Rosso Malpelo

La Rivoluzione di Praga e il tabù delle verità

La Rivoluzione di Praga e il tabù delle verità

Ieri è stato il cinquantesimo anniversario dell'inizio della Primavera di Praga quando un comunista cattivo, Novotny, fu sostituito da un comunista buono, Dubcek: talmente buono da provocare l'invasione dell'armata sovietica accompagnata dai carri armati della Germania comunista.

Nel 1990 i sovietici finalmente levarono le tende e io vissi quella transizione per due mesi a Praga. Ero stato mandato da Eugenio Scalfari per raccontare la felicità di un popolo liberato, ma trovai invece una depressione mentale globale e una paura paralizzante. Il lascito del comunismo era la mediocrità, la diffidenza di tutti verso tutti, ospedali senza attrezzature, un terrore del mondo che ricordava quello degli uomini vissuti nel buio raccontato da Platone.
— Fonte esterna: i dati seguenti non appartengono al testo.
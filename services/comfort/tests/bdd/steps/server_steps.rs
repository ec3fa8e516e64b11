//! BDD step definitions for server state and dashboard startup

use std::time::Duration;

use cucumber::{given, when};

use comfort::config::{DashboardSettings, TemperatureUnit};
use comfort::mock::Operation;
use comfort::model::{Controller, ControllerKind, Sensor, SensorGroup, WeatherSnapshot};
use comfort::ComfortError;

use crate::world::ComfortWorld;

#[given(expr = "a sensor {string} named {string}")]
fn sensor_named(world: &mut ComfortWorld, id: String, name: String) {
    world.configure(|b| b.with_sensor(Sensor::new(id, Some(name.as_str()))));
}

#[given(expr = "an unnamed sensor {string}")]
fn unnamed_sensor(world: &mut ComfortWorld, id: String) {
    world.configure(|b| b.with_sensor(Sensor::new(id, None)));
}

#[given(expr = "a temperature controller {string} named {string} with setpoint {int} and tolerance {int}")]
fn temperature_controller(
    world: &mut ComfortWorld,
    id: String,
    name: String,
    setpoint: i32,
    tolerance: i32,
) {
    let controller = Controller::new(id, name, ControllerKind::Temperature)
        .with_setpoint(f64::from(setpoint), f64::from(tolerance));
    world.configure(|b| b.with_controller(controller));
}

#[given(expr = "a sensor group {string} named {string} containing sensor {string}")]
fn group_with_member(world: &mut ComfortWorld, id: String, name: String, sensor: String) {
    world.configure(|b| b.with_group(SensorGroup::new(id, name).with_members([sensor])));
}

#[given(expr = "a sensor group {string} named {string} driven by controller {string}")]
fn group_with_controller(world: &mut ComfortWorld, id: String, name: String, controller: String) {
    world.configure(|b| b.with_group(SensorGroup::new(id, name).with_controller(controller)));
}

#[given("the server normalizes names")]
fn normalizing(world: &mut ComfortWorld) {
    world.configure(|b| b.normalizing_names());
}

#[given(expr = "the current weather is {string} at {int} kelvin with {int} percent humidity")]
fn current_weather(world: &mut ComfortWorld, description: String, kelvin: i32, humidity: i32) {
    let weather = WeatherSnapshot {
        description,
        icon: "01d".to_string(),
        temperature_kelvin: f64::from(kelvin),
        humidity: f64::from(humidity),
    };
    world.configure(|b| b.with_weather(weather));
}

#[given(expr = "the temperature unit setting is {string}")]
fn temperature_unit(world: &mut ComfortWorld, unit: String) {
    let settings = DashboardSettings {
        temperature_unit: TemperatureUnit::from_setting(&unit),
        ..DashboardSettings::default()
    };
    world.configure(|b| b.with_settings(settings));
}

#[given(expr = "the server rejects group renames with {string}")]
fn rejects_group_renames(world: &mut ComfortWorld, message: String) {
    world.server().fail(
        Operation::RenameSensorGroup,
        ComfortError::Status {
            status: 400,
            message,
        },
    );
}

#[given("the server is unreachable for membership changes")]
fn membership_unreachable(world: &mut ComfortWorld) {
    let server = world.server();
    server.fail(
        Operation::AddGroupMember,
        ComfortError::Http("connection refused".to_string()),
    );
    server.fail(
        Operation::RemoveGroupMember,
        ComfortError::Http("connection refused".to_string()),
    );
}

#[given(expr = "the server deletes controller {string}")]
fn server_deletes_controller(world: &mut ComfortWorld, id: String) {
    world.server().server_delete_controller(&id);
}

#[given("the dashboard is started")]
async fn dashboard_started(world: &mut ComfortWorld) {
    world.start_default_dashboard().await;
}

#[given(expr = "the dashboard is started with a weather interval of {int} milliseconds")]
async fn dashboard_started_with_interval(world: &mut ComfortWorld, millis: u64) {
    world.start_dashboard(Duration::from_millis(millis)).await;
}

#[when("the dashboard refreshes")]
async fn dashboard_refreshes(world: &mut ComfortWorld) {
    world
        .dashboard()
        .refresh()
        .await
        .expect("refresh failed");
}
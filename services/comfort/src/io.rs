//! HTTP client abstraction for testability

use async_trait::async_trait;

/// HTTP response from a request
#[derive(Debug, Clone)]
pub struct HttpResponse {
    pub status: u16,
    pub body: String,
}

impl HttpResponse {
    pub fn is_success(&self) -> bool {
        (200..300).contains(&self.status)
    }
}

/// Abstraction over HTTP client for dependency injection
#[async_trait]
#[cfg_attr(test, mockall::automock)]
pub trait HttpClient: Send + Sync {
    /// Send a GET request to the given URL
    async fn get(&self, url: &str) -> crate::Result<HttpResponse>;

    /// Send a PUT request with form-encoded body
    async fn put_form(&self, url: &str, params: &[(&str, &str)]) -> crate::Result<HttpResponse>;

    /// Send a POST request with form-encoded body
    async fn post_form(&self, url: &str, params: &[(&str, &str)]) -> crate::Result<HttpResponse>;

    /// Send a DELETE request
    async fn delete(&self, url: &str) -> crate::Result<HttpResponse>;
}

/// Production HTTP client using reqwest
#[derive(Debug, Default)]
pub struct ReqwestHttpClient {
    client: reqwest::Client,
}

impl ReqwestHttpClient {
    pub fn new() -> Self {
        Self::default()
    }

    async fn send(
        &self,
        method: &str,
        url: &str,
        request: reqwest::RequestBuilder,
    ) -> crate::Result<HttpResponse> {
        tracing::debug!("{} {}", method, url);
        let response = request.send().await.map_err(|e| {
            crate::ComfortError::Http(format!("{} {} failed: {}", method, url, e))
        })?;

        let status = response.status().as_u16();
        let body = response
            .text()
            .await
            .map_err(|e| crate::ComfortError::Http(format!("Reading response body: {}", e)))?;

        tracing::debug!("{} {} -> {} ({} bytes)", method, url, status, body.len());
        Ok(HttpResponse { status, body })
    }
}

#[async_trait]
impl HttpClient for ReqwestHttpClient {
    async fn get(&self, url: &str) -> crate::Result<HttpResponse> {
        self.send("GET", url, self.client.get(url)).await
    }

    async fn put_form(&self, url: &str, params: &[(&str, &str)]) -> crate::Result<HttpResponse> {
        self.send("PUT", url, self.client.put(url).form(params)).await
    }

    async fn post_form(&self, url: &str, params: &[(&str, &str)]) -> crate::Result<HttpResponse> {
        self.send("POST", url, self.client.post(url).form(params)).await
    }

    async fn delete(&self, url: &str) -> crate::Result<HttpResponse> {
        self.send("DELETE", url, self.client.delete(url)).await
    }
}
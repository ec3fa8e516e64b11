//! In-memory backend for testing
//!
//! [`MockBackend`] implements [`EntityGateway`] over a simulated server
//! store so the sync controller, view state and dashboard can be exercised
//! without a running comfort server. Failures can be injected per operation,
//! names can be normalized the way a real server might, and every call is
//! recorded.

use std::collections::HashMap;
use std::sync::atomic::{AtomicUsize, Ordering};
use std::sync::Mutex;

use async_trait::async_trait;

use crate::cache::{CacheHandle, Collection, EntityCache};
use crate::config::DashboardSettings;
use crate::error::{ComfortError, Result};
use crate::gateway::EntityGateway;
use crate::model::{Controller, DataPoint, Measurement, Sensor, SensorGroup, WeatherSnapshot};

/// Gateway operations, used to inject failures and count calls
#[derive(Debug, Clone, Copy, PartialEq, Eq, Hash)]
pub enum Operation {
    ListSensors,
    ListSensorGroups,
    ListControllers,
    FetchWeather,
    FetchSettings,
    FetchSensorData,
    RenameSensor,
    RenameSensorGroup,
    CreateSensorGroup,
    DeleteSensorGroup,
    AssignController,
    AddGroupMember,
    RemoveGroupMember,
}

/// Simulated server-side store
#[derive(Debug, Default)]
struct MockStore {
    sensors: Collection<Sensor>,
    groups: Collection<SensorGroup>,
    controllers: Collection<Controller>,
    weather: Option<WeatherSnapshot>,
    settings: DashboardSettings,
    series: HashMap<(String, Measurement), Vec<DataPoint>>,
    failures: HashMap<Operation, ComfortError>,
    next_group_id: u64,
    uppercase_names: bool,
}

/// An [`EntityGateway`] backed by memory instead of HTTP
#[derive(Debug, Default)]
pub struct MockBackend {
    store: Mutex<MockStore>,
    calls: Mutex<Vec<Operation>>,
    weather_polls: AtomicUsize,
    observed: Mutex<Option<CacheHandle>>,
    snapshots: Mutex<Vec<EntityCache>>,
}

impl MockBackend {
    pub fn new() -> Self {
        let backend = Self::default();
        backend.store().next_group_id = 100;
        backend
    }

    fn store(&self) -> std::sync::MutexGuard<'_, MockStore> {
        self.store.lock().unwrap_or_else(|e| e.into_inner())
    }

    pub fn with_sensor(self, sensor: Sensor) -> Self {
        self.store().sensors.replace(sensor);
        self
    }

    pub fn with_group(self, group: SensorGroup) -> Self {
        self.store().groups.replace(group);
        self
    }

    pub fn with_controller(self, controller: Controller) -> Self {
        self.store().controllers.replace(controller);
        self
    }

    pub fn with_weather(self, weather: WeatherSnapshot) -> Self {
        self.store().weather = Some(weather);
        self
    }

    pub fn with_settings(self, settings: DashboardSettings) -> Self {
        self.store().settings = settings;
        self
    }

    pub fn with_series(
        self,
        sensor_id: &str,
        measurement: Measurement,
        points: Vec<DataPoint>,
    ) -> Self {
        self.store()
            .series
            .insert((sensor_id.to_string(), measurement), points);
        self
    }

    /// Store names uppercased, as a normalizing server would
    pub fn normalizing_names(self) -> Self {
        self.store().uppercase_names = true;
        self
    }

    /// Make every subsequent call of `operation` fail with `error`
    pub fn fail(&self, operation: Operation, error: ComfortError) {
        self.store().failures.insert(operation, error);
    }

    pub fn recover(&self, operation: Operation) {
        self.store().failures.remove(&operation);
    }

    /// Simulate a change made by someone else on the server
    pub fn server_rename_sensor(&self, sensor_id: &str, name: &str) {
        if let Some(sensor) = self.store().sensors.get_mut(sensor_id) {
            sensor.display_name = Some(name.to_string());
        }
    }

    pub fn server_delete_controller(&self, controller_id: &str) {
        self.store().controllers.delete(controller_id);
    }

    pub fn server_delete_sensor(&self, sensor_id: &str) {
        self.store().sensors.delete(sensor_id);
    }

    pub fn server_group(&self, group_id: &str) -> Option<SensorGroup> {
        self.store().groups.get(group_id).cloned()
    }

    pub fn server_group_ids(&self) -> Vec<String> {
        self.store().groups.ids().map(str::to_string).collect()
    }

    pub fn calls(&self) -> Vec<Operation> {
        self.calls.lock().unwrap_or_else(|e| e.into_inner()).clone()
    }

    pub fn call_count(&self, operation: Operation) -> usize {
        self.calls().iter().filter(|op| **op == operation).count()
    }

    pub fn weather_polls(&self) -> usize {
        self.weather_polls.load(Ordering::SeqCst)
    }

    /// Snapshot `cache` whenever a collection is listed, to observe what the
    /// client held at the moment it asked for a refresh
    pub fn observe_cache(&self, cache: CacheHandle) {
        *self.observed.lock().unwrap_or_else(|e| e.into_inner()) = Some(cache);
    }

    pub fn cache_snapshots(&self) -> Vec<EntityCache> {
        self.snapshots
            .lock()
            .unwrap_or_else(|e| e.into_inner())
            .clone()
    }

    fn snapshot_cache(&self) {
        let observed = self.observed.lock().unwrap_or_else(|e| e.into_inner());
        let Some(cache) = observed.as_ref() else {
            return;
        };
        // A held write lock means the client is mid-patch; nothing to see yet
        let Ok(cache) = cache.try_read() else {
            return;
        };
        let snapshot = cache.clone();
        drop(cache);
        self.snapshots
            .lock()
            .unwrap_or_else(|e| e.into_inner())
            .push(snapshot);
    }

    /// Record the call and return the injected failure, if any
    fn enter(&self, operation: Operation) -> Result<()> {
        self.calls
            .lock()
            .unwrap_or_else(|e| e.into_inner())
            .push(operation);
        match self.store().failures.get(&operation) {
            Some(err) => Err(clone_error(err)),
            None => Ok(()),
        }
    }

    fn normalize(&self, name: &str) -> String {
        if self.store().uppercase_names {
            name.to_uppercase()
        } else {
            name.to_string()
        }
    }
}

fn clone_error(err: &ComfortError) -> ComfortError {
    match err {
        ComfortError::Status { status, message } => ComfortError::Status {
            status: *status,
            message: message.clone(),
        },
        ComfortError::NotFound { kind, id } => ComfortError::NotFound {
            kind: *kind,
            id: id.clone(),
        },
        other => ComfortError::Http(other.to_string()),
    }
}

fn rejected(message: &str) -> ComfortError {
    ComfortError::Status {
        status: 400,
        message: message.to_string(),
    }
}

#[async_trait]
impl EntityGateway for MockBackend {
    async fn list_sensors(&self) -> Result<Vec<Sensor>> {
        self.enter(Operation::ListSensors)?;
        self.snapshot_cache();
        Ok(self.store().sensors.list().cloned().collect())
    }

    async fn list_sensor_groups(&self) -> Result<Vec<SensorGroup>> {
        self.enter(Operation::ListSensorGroups)?;
        self.snapshot_cache();
        Ok(self.store().groups.list().cloned().collect())
    }

    async fn list_controllers(&self) -> Result<Vec<Controller>> {
        self.enter(Operation::ListControllers)?;
        Ok(self.store().controllers.list().cloned().collect())
    }

    async fn fetch_weather(&self) -> Result<WeatherSnapshot> {
        self.weather_polls.fetch_add(1, Ordering::SeqCst);
        self.enter(Operation::FetchWeather)?;
        self.store()
            .weather
            .clone()
            .ok_or_else(|| rejected("weather unavailable"))
    }

    async fn fetch_settings(&self) -> Result<DashboardSettings> {
        self.enter(Operation::FetchSettings)?;
        Ok(self.store().settings.clone())
    }

    async fn fetch_sensor_data(
        &self,
        sensor_id: &str,
        measurement: Measurement,
        _hours: u32,
    ) -> Result<Vec<DataPoint>> {
        self.enter(Operation::FetchSensorData)?;
        Ok(self
            .store()
            .series
            .get(&(sensor_id.to_string(), measurement))
            .cloned()
            .unwrap_or_default())
    }

    async fn rename_sensor(&self, sensor_id: &str, name: &str) -> Result<String> {
        self.enter(Operation::RenameSensor)?;
        let name = self.normalize(name);
        let mut store = self.store();
        let sensor = store
            .sensors
            .get_mut(sensor_id)
            .ok_or_else(|| rejected("no such sensor"))?;
        sensor.display_name = Some(name);
        Ok("name saved".to_string())
    }

    async fn rename_sensor_group(&self, group_id: &str, name: &str) -> Result<String> {
        self.enter(Operation::RenameSensorGroup)?;
        let name = self.normalize(name);
        let mut store = self.store();
        let group = store
            .groups
            .get_mut(group_id)
            .ok_or_else(|| rejected("no such sensor group"))?;
        group.display_name = name;
        Ok("name saved".to_string())
    }

    async fn create_sensor_group(&self, name: &str) -> Result<String> {
        self.enter(Operation::CreateSensorGroup)?;
        if name.trim().is_empty() {
            return Err(rejected("name must not be empty"));
        }
        let name = self.normalize(name);
        let mut store = self.store();
        store.next_group_id += 1;
        let id = store.next_group_id.to_string();
        store.groups.replace(SensorGroup::new(id, name));
        Ok("sensor group created".to_string())
    }

    async fn delete_sensor_group(&self, group_id: &str) -> Result<String> {
        self.enter(Operation::DeleteSensorGroup)?;
        self.store()
            .groups
            .delete(group_id)
            .ok_or_else(|| rejected("no such sensor group"))?;
        Ok("sensor group deleted".to_string())
    }

    async fn assign_controller(
        &self,
        group_id: &str,
        controller_id: Option<&str>,
    ) -> Result<String> {
        self.enter(Operation::AssignController)?;
        let mut store = self.store();
        if let Some(id) = controller_id {
            if !store.controllers.contains(id) {
                return Err(rejected("no such controller"));
            }
        }
        let group = store
            .groups
            .get_mut(group_id)
            .ok_or_else(|| rejected("no such sensor group"))?;
        group.controller_id = controller_id.map(str::to_string);
        Ok(String::new())
    }

    async fn add_group_member(&self, group_id: &str, sensor_id: &str) -> Result<String> {
        self.enter(Operation::AddGroupMember)?;
        let mut store = self.store();
        let group = store
            .groups
            .get_mut(group_id)
            .ok_or_else(|| rejected("no such sensor group"))?;
        group.members.insert(sensor_id.to_string());
        Ok(String::new())
    }

    async fn remove_group_member(&self, group_id: &str, sensor_id: &str) -> Result<String> {
        self.enter(Operation::RemoveGroupMember)?;
        let mut store = self.store();
        let group = store
            .groups
            .get_mut(group_id)
            .ok_or_else(|| rejected("no such sensor group"))?;
        group.members.remove(sensor_id);
        Ok(String::new())
    }
}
Fu l'ultimo mio reportage per Repubblica e il mondo radical chic italiano non mancò di farmi sentire l'alito del suo rancoroso disprezzo perché avevo raccontato l'esito della loro utopia triste, applicata a un popolo civile: paralisi, delazione, paura. Oggi, boemi e slovacchi hanno riacquistato in pieno la loro identità e le tradizionali eccellenze tecnologiche, ma ci sono voluti più di dieci anni di convalescenza per tornare alla vita. Raccontare questo risultato finale di qualsiasi politica comunista era vietato allora come oggi perché quella politica porta lo stesso marchio genetico.

Persino nel Pd renziano, così bancario e spensierato, chi vuole ragionare in proprio è costretto a fare le valigie e scegliere la libertà.